The present invention relates to an electronic lock.
Electronic locks have many advantages over entirely mechanical locks. For example, electronic locks used in combination with a microprocessor or a computer can be programed to control the electronic lock by time of day, by authorization codes, or other factors that may be programed into the processor. When a key is lost, instead of replacing the electronic lock, the electronic lock may be reprogrammed to accept a different identification code from a different key.
However, electronic locks suffer from a number of drawbacks. First, the locks require a source of power. If the power source is provided within the lock, such as in the form of a battery, then the power supply occupies space within the lock, making the lock larger. Such batteries may also be prone to corrosion which can affect the internal parts of the lock. In addition, if the battery loses power, then the lock may no longer be able to function. Further, the lock must be accessed periodically in order to change the battery. Providing power from a standard electrical power line is an alternative, but requires providing wiring to the lock. Further, such wiring may not be available in some environments, such as a desk or cabinet.
It is also desired to make the locks as small as possible, so that the electronic lock may be installed in place of an existing mechanical lock. Conventional mechanical locks used with desks or cabinets are relatively small. Thus, the space available within such a lock is confined, limiting the size and number of components that may be used within a lock.
In particular, it is desired to replace a mechanical lock having a replaceable or interchangeable core, such as those described in U.S. Pat. Nos. 3,206,959, 4,294,093 and 5,136,869. Such locks are sometimes referred to as “interchangeable core” locks. However, a problem arises due to the elongate throw pins used with such interchangeable core locks. The lock must be capable of accepting the pair of elongate throw pins which are used to throw a secondary locking mechanism such as a bolt to which the lock is attached. Accommodating elongate throw pins further restricts the space available within the lock.
Another difficulty with electronic locks is that they are susceptible to opening in response to sharp blows. Typically, electronic locks use a solenoid. However, it is often possible to jar a solenoid plunger so that an electronic lock may be opened by applying a sharp force to the lock, such as striking a lock with a hammer.
Another problem with electronic locks is that often a solenoid is used to move a plunger into and out of interfering relationship with the internal cylinder and the external shell. This may result in several problems. First, the solenoid and its plunger must be constructed to withstand the primary force directed on the plunger when a person attempts to rotate the cylinder when locked. Another problem is that the electronic lock may be difficult to lock, since it may be difficult to align the plunger with its corresponding bore. If the plunger does not align properly with the bore, the plunger cannot enter the bore so as to interfere with the movement of the cylinder.

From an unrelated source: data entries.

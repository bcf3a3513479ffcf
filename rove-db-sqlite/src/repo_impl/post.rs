use super::*;

impl From<models::Post> for Post {
    fn from(from: models::Post) -> Self {
        let models::Post {
            id,
            account_id,
            location,
            title,
            content,
            image,
        } = from;
        Self {
            id: id.into(),
            account_id: account_id.into(),
            location,
            title,
            content,
            image,
        }
    }
}

impl_repo! {
    PostRepo {
        write {
            fn create_post(&self, post: &NewPost) -> Result<PostId>;
            fn update_post(&self, post: &Post) -> Result<()>;
            fn delete_post(&self, id: PostId) -> Result<()>;
        }
        read {
            fn get_post(&self, id: PostId) -> Result<Post>;
            fn recent_posts(&self, page: &PageRequest) -> Result<Page<Post>>;
            fn posts_of_account(&self, account_id: AccountId, page: &PageRequest) -> Result<Page<Post>>;
            fn posts_with_tag(&self, tag_id: TagId, page: &PageRequest) -> Result<Page<Post>>;
            fn posts_in_folder(&self, folder_id: FolderId, page: &PageRequest) -> Result<Page<Post>>;
            fn image_names_of_account(&self, account_id: AccountId) -> Result<Vec<String>>;
        }
    }
}

fn create_post(conn: &mut SqliteConnection, post: &NewPost) -> Result<PostId> {
    let new_post = models::NewPost {
        account_id: post.account_id.to_inner(),
        location: &post.location,
        title: &post.title,
        content: &post.content,
        image: &post.image,
    };
    diesel::insert_into(schema::post::table)
        .values(&new_post)
        .execute(conn)
        .map_err(from_diesel_err)?;
    last_insert_id(conn).map(Into::into)
}

fn update_post(conn: &mut SqliteConnection, post: &Post) -> Result<()> {
    use schema::post::dsl;
    let count = diesel::update(dsl::post.filter(dsl::id.eq(post.id.to_inner())))
        .set((
            dsl::location.eq(&post.location),
            dsl::title.eq(&post.title),
            dsl::content.eq(&post.content),
            dsl::image.eq(&post.image),
        ))
        .execute(conn)
        .map_err(from_diesel_err)?;
    expect_affected(count)
}

fn delete_post(conn: &mut SqliteConnection, id: PostId) -> Result<()> {
    use schema::post::dsl;
    let count = diesel::delete(dsl::post.filter(dsl::id.eq(id.to_inner())))
        .execute(conn)
        .map_err(from_diesel_err)?;
    expect_affected(count)
}

fn get_post(conn: &mut SqliteConnection, id: PostId) -> Result<Post> {
    use schema::post::dsl;
    Ok(dsl::post
        .filter(dsl::id.eq(id.to_inner()))
        .first::<models::Post>(conn)
        .map_err(from_diesel_err)?
        .into())
}

fn recent_posts(conn: &mut SqliteConnection, page: &PageRequest) -> Result<Page<Post>> {
    use schema::post::dsl;
    let total = dsl::post
        .count()
        .get_result::<i64>(conn)
        .map_err(from_diesel_err)?;
    let rows = dsl::post
        .order_by(dsl::id.desc())
        .offset(offset(page))
        .limit(limit(page))
        .load::<models::Post>(conn)
        .map_err(from_diesel_err)?;
    Ok(to_page(page, total, rows))
}

fn posts_of_account(
    conn: &mut SqliteConnection,
    account_id: AccountId,
    page: &PageRequest,
) -> Result<Page<Post>> {
    use schema::post::dsl;
    let account_id = account_id.to_inner();
    let total = dsl::post
        .filter(dsl::account_id.eq(account_id))
        .count()
        .get_result::<i64>(conn)
        .map_err(from_diesel_err)?;
    let rows = dsl::post
        .filter(dsl::account_id.eq(account_id))
        .order_by(dsl::id.desc())
        .offset(offset(page))
        .limit(limit(page))
        .load::<models::Post>(conn)
        .map_err(from_diesel_err)?;
    Ok(to_page(page, total, rows))
}

fn posts_with_tag(
    conn: &mut SqliteConnection,
    tag_id: TagId,
    page: &PageRequest,
) -> Result<Page<Post>> {
    use schema::{post::dsl, post_tag::dsl as pt_dsl};
    let tag_id = tag_id.to_inner();
    let total = pt_dsl::post_tag
        .filter(pt_dsl::tag_id.eq(tag_id))
        .count()
        .get_result::<i64>(conn)
        .map_err(from_diesel_err)?;
    let rows = dsl::post
        .inner_join(pt_dsl::post_tag)
        .filter(pt_dsl::tag_id.eq(tag_id))
        .select(schema::post::all_columns)
        .order_by(dsl::id.desc())
        .offset(offset(page))
        .limit(limit(page))
        .load::<models::Post>(conn)
        .map_err(from_diesel_err)?;
    Ok(to_page(page, total, rows))
}

fn posts_in_folder(
    conn: &mut SqliteConnection,
    folder_id: FolderId,
    page: &PageRequest,
) -> Result<Page<Post>> {
    use schema::{post::dsl, saved_destination::dsl as sd_dsl};
    let folder_id = folder_id.to_inner();
    let total = sd_dsl::saved_destination
        .filter(sd_dsl::folder_id.eq(folder_id))
        .count()
        .get_result::<i64>(conn)
        .map_err(from_diesel_err)?;
    let rows = dsl::post
        .inner_join(sd_dsl::saved_destination)
        .filter(sd_dsl::folder_id.eq(folder_id))
        .select(schema::post::all_columns)
        .order_by(dsl::id.desc())
        .offset(offset(page))
        .limit(limit(page))
        .load::<models::Post>(conn)
        .map_err(from_diesel_err)?;
    Ok(to_page(page, total, rows))
}

fn image_names_of_account(conn: &mut SqliteConnection, account_id: AccountId) -> Result<Vec<String>> {
    use schema::post::dsl;
    dsl::post
        .filter(dsl::account_id.eq(account_id.to_inner()))
        .select(dsl::image)
        .load::<String>(conn)
        .map_err(from_diesel_err)
}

Another difficulty is that the lock must be protected from being opened by an externally applied magnetic field. Where the lock has moving parts made of steel or other ferrous material, it may be possible to open the lock without the key by applying a large external magnetic field to the lock. In particular, where a solenoid is used, the solenoid plunger must be prevented from being moved out of locking position by an externally applied magnetic field.
Yet another problem is that some electronic locks allow removal of the key during rotation of the lock. In that event, a person may forget to return the cylinder to its locked position after the lock has been opened.

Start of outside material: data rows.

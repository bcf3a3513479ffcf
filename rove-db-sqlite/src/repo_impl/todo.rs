use super::*;

impl From<models::ToDo> for ToDo {
    fn from(from: models::ToDo) -> Self {
        let models::ToDo {
            id,
            account_id,
            name,
            description,
        } = from;
        Self {
            id: id.into(),
            account_id: account_id.into(),
            name,
            description,
        }
    }
}

impl_repo! {
    ToDoRepo {
        write {
            fn create_todo(&self, todo: &NewToDo) -> Result<ToDoId>;
            fn update_todo(&self, todo: &ToDo) -> Result<()>;
            fn delete_todo(&self, id: ToDoId) -> Result<()>;
        }
        read {
            fn get_todo(&self, id: ToDoId) -> Result<ToDo>;
            fn todos_of_account(&self, account_id: AccountId, page: &PageRequest) -> Result<Page<ToDo>>;
        }
    }
}

fn create_todo(conn: &mut SqliteConnection, todo: &NewToDo) -> Result<ToDoId> {
    let new_todo = models::NewToDo {
        account_id: todo.account_id.to_inner(),
        name: &todo.name,
        description: &todo.description,
    };
    diesel::insert_into(schema::todo::table)
        .values(&new_todo)
        .execute(conn)
        .map_err(from_diesel_err)?;
    last_insert_id(conn).map(Into::into)
}

fn update_todo(conn: &mut SqliteConnection, todo: &ToDo) -> Result<()> {
    use schema::todo::dsl;
    let count = diesel::update(dsl::todo.filter(dsl::id.eq(todo.id.to_inner())))
        .set((
            dsl::name.eq(&todo.name),
            dsl::description.eq(&todo.description),
        ))
        .execute(conn)
        .map_err(from_diesel_err)?;
    expect_affected(count)
}

fn delete_todo(conn: &mut SqliteConnection, id: ToDoId) -> Result<()> {
    use schema::todo::dsl;
    let count = diesel::delete(dsl::todo.filter(dsl::id.eq(id.to_inner())))
        .execute(conn)
        .map_err(from_diesel_err)?;
    expect_affected(count)
}

fn get_todo(conn: &mut SqliteConnection, id: ToDoId) -> Result<ToDo> {
    use schema::todo::dsl;
    Ok(dsl::todo
        .filter(dsl::id.eq(id.to_inner()))
        .first::<models::ToDo>(conn)
        .map_err(from_diesel_err)?
        .into())
}

fn todos_of_account(
    conn: &mut SqliteConnection,
    account_id: AccountId,
    page: &PageRequest,
) -> Result<Page<ToDo>> {
    use schema::todo::dsl;
    let account_id = account_id.to_inner();
    let total = dsl::todo
        .filter(dsl::account_id.eq(account_id))
        .count()
        .get_result::<i64>(conn)
        .map_err(from_diesel_err)?;
    let rows = dsl::todo
        .filter(dsl::account_id.eq(account_id))
        .order_by(dsl::id.asc())
        .offset(offset(page))
        .limit(limit(page))
        .load::<models::ToDo>(conn)
        .map_err(from_diesel_err)?;
    Ok(to_page(page, total, rows))
}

Accordingly, what is therefore desired is an electronic lock that occupies a small volume, that may be used to replace existing mechanical locks (including interchangeable core locks), that does not require a power source inside of the lock or external wiring, that is not susceptible to being opened in response to tampering (including tampering by means of an externally applied magnetic field), that may be consistently returned to a position that allows secure locking, and that prevents withdrawal of a key during operation.

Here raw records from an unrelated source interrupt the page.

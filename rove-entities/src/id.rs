use std::{fmt, num::ParseIntError, str::FromStr};

/// Defines a typed integer identifier as assigned by the database.
macro_rules! entity_id {
    ($(#[$meta:meta])* $name:ident) => {
        $(#[$meta])*
        #[derive(Debug, Clone, Copy, PartialEq, Eq, PartialOrd, Ord, Hash)]
        pub struct $name(i64);

        impl $name {
            pub const fn new(id: i64) -> Self {
                Self(id)
            }

            pub const fn to_inner(self) -> i64 {
                self.0
            }
        }

        impl From<i64> for $name {
            fn from(from: i64) -> Self {
                Self(from)
            }
        }

        impl From<$name> for i64 {
            fn from(from: $name) -> Self {
                from.0
            }
        }

        impl FromStr for $name {
            type Err = ParseIntError;
            fn from_str(s: &str) -> Result<Self, Self::Err> {
                s.parse().map(Self)
            }
        }

        impl fmt::Display for $name {
            fn fmt(&self, f: &mut fmt::Formatter<'_>) -> fmt::Result {
                write!(f, "{}", self.0)
            }
        }
    };
}

entity_id!(AccountId);
entity_id!(PostId);
entity_id!(CommentId);
entity_id!(TagId);
entity_id!(LodgingId);
entity_id!(LodgingVisitId);
entity_id!(
    /// Identifies a destination folder.
    FolderId
);
entity_id!(
    /// Identifies a single to-do item of a to-do list.
    ToDoId
);
use super::*;

pub fn create_folder(
    connections: &sqlite::Connections,
    account_id: AccountId,
    name: String,
) -> Result<FolderId> {
    run_in_transaction(connections, |conn| {
        usecases::create_folder(conn, account_id, name)
    })
}

pub fn rename_folder(
    connections: &sqlite::Connections,
    account_id: AccountId,
    folder_id: FolderId,
    name: String,
) -> Result<()> {
    run_in_transaction(connections, |conn| {
        usecases::rename_folder(conn, account_id, folder_id, name)
    })
}

pub fn delete_folder(
    connections: &sqlite::Connections,
    account_id: AccountId,
    folder_id: FolderId,
) -> Result<()> {
    run_in_transaction(connections, |conn| {
        usecases::delete_folder(conn, account_id, folder_id)
    })
}

pub fn save_destination(
    connections: &sqlite::Connections,
    account_id: AccountId,
    folder_id: FolderId,
    post_id: PostId,
) -> Result<()> {
    run_in_transaction(connections, |conn| {
        usecases::save_destination(conn, account_id, folder_id, post_id)
    })
}

#[cfg(test)]
mod tests {
    use super::super::tests::prelude::*;

    #[test]
    fn save_a_post_into_a_folder_once() {
        let fixture = BackendFixture::new();
        let ana = fixture.register("ana");
        let bob = fixture.register("bob");
        let post_id = fixture.create_post(bob, "Lisbon");
        let folder_id = flows::create_folder(&fixture.db_connections, ana, "Summer".into()).unwrap();

        flows::save_destination(&fixture.db_connections, ana, folder_id, post_id).unwrap();
        let err = flows::save_destination(&fixture.db_connections, ana, folder_id, post_id)
            .unwrap_err();
        assert!(matches!(
            err,
            AppError::Business(usecases::Error::DestinationAlreadySaved)
        ));
        // Only the owner of the folder may save into it
        let err = flows::save_destination(&fixture.db_connections, bob, folder_id, post_id)
            .unwrap_err();
        assert!(matches!(err, AppError::Business(usecases::Error::Forbidden)));
    }
}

The present invention provides an electronic locking system that overcomes the aforesaid drawbacks of the prior art.
In a first separate aspect of the invention, an electronic lock is provided that may be used to replace conventional interchangeable core locks that employ elongate throw pins. The lock has a locking mechanism which includes a longitudinally oriented solenoid assembly which is parallel to the longitudinal rotational axis of the cylinder. The lock defines within the cylinder an elongate longitudinally aligned cavity capable of receiving the elongate throw pins.
In a second separate aspect of the invention, an electronic locking system is provided that resists external magnetic influences. The lock provides a ferromagnetic enclosure that at least partially surrounds the solenoid plunger when the locking mechanism resists rotation of the cylinder. Application of an externally applied magnetic field urges the solenoid plunger in a direction out of the enclosure to a position where the solenoid plunger operably interferes with opening of the lock.
The foregoing and other features and advantages of the invention will be more readily understood upon consideration of the following detailed description of the invention, taken in conjunction with the accompanying drawings.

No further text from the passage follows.